### EXERCISE OBJECTIVE
Could you return every record below without changing a word?

Stored data entries:
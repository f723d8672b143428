//! Scanline antialiasing rasterizer with gamma-correct alpha compositing.
//!
//! Main features:
//!  - Sweep-line rasterization of paths into fixed size alpha tiles
//!  - Pooled per-thread scratch memory, no allocations in steady state
//!  - Source-over blending in linear light with contrast and luminance correction
//!  - Interleaved and packed pixel layouts
//!
#![deny(warnings)]

pub mod arena;
pub mod blend;
pub mod color;
pub mod config;
pub mod context;
pub mod contrast;
pub mod coverage;
pub mod edges;
pub mod flatten;
pub mod gamma;
mod geometry;
mod image;
mod path;
pub mod rasterize;
pub mod render;
pub mod sort;
pub mod sweep;
pub mod tile;
mod utils;

pub use blend::{
    Argb8, BlendContext, BlendSettings, Bgra8, Compositor, CoverageTile, IntArgb, IntRgba, Paint,
    PixelLayout, Rgb8, Rgba8, Tables, Tier,
};
pub use color::{ColorError, RGBA};
pub use config::{config, BlendTier, Config, ConfigError, GammaMode, LumaMode};
pub use context::{RasterParams, RendererContext};
pub use geometry::{BBox, Point, Scalar, Transform, EPSILON, PI};
pub use image::{to_rgba_bytes, Image, ImageMut, ImageMutRef, ImageOwned, ImageRef, Shape};
#[cfg(feature = "png")]
pub use image::write_png;
pub use path::{is_degenerate, FillRule, Path, PathBuilder, PathCmd, PathConsumer, TransformFilter};
pub use rasterize::{Rasterizer, MAX_COORD};
pub use render::{fill, FillStats, Renderer};
pub use tile::TileGenerator;
use utils::clamp;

### RESULT FOR THIS TASK
repository f723d8672b143428
//! Scanline antialiasing rasterizer with gamma-correct alpha compositing.
//!
//! Main features:
//!  - Sweep-line rasterization of paths into fixed size alpha tiles
//!  - Pooled per-thread scratch memory, no allocations in steady state
//!  - Source-over blending in linear light with contrast and luminance correction
//!  - Interleaved and packed pixel layouts
//!
#![deny(warnings)]

pub mod arena;
pub mod blend;
pub mod color;
pub mod config;
pub mod context;
pub mod contrast;
pub mod coverage;
pub mod edges;
pub mod flatten;
pub mod gamma;
mod geometry;
mod image;
mod path;
pub mod rasterize;
pub mod render;
pub mod sort;
pub mod sweep;
pub mod tile;
mod utils;

pub use blend::{
    Argb8, BlendContext, BlendSettings, Bgra8, Compositor, CoverageTile, IntArgb, IntRgba, Paint,
    PixelLayout, Rgb8, Rgba8, Tables, Tier,
};
pub use color::{ColorError, RGBA};
pub use config::{config, BlendTier, Config, ConfigError, GammaMode, LumaMode};
pub use context::{RasterParams, RendererContext};
pub use geometry::{BBox, Point, Scalar, Transform, EPSILON, PI};
pub use image::{to_rgba_bytes, Image, ImageMut, ImageMutRef, ImageOwned, ImageRef, Shape};
#[cfg(feature = "png")]
pub use image::write_png;
pub use path::{is_degenerate, FillRule, Path, PathBuilder, PathCmd, PathConsumer, TransformFilter};
pub use rasterize::{Rasterizer, MAX_COORD};
pub use render::{fill, FillStats, Renderer};
pub use tile::TileGenerator;
use utils::clamp;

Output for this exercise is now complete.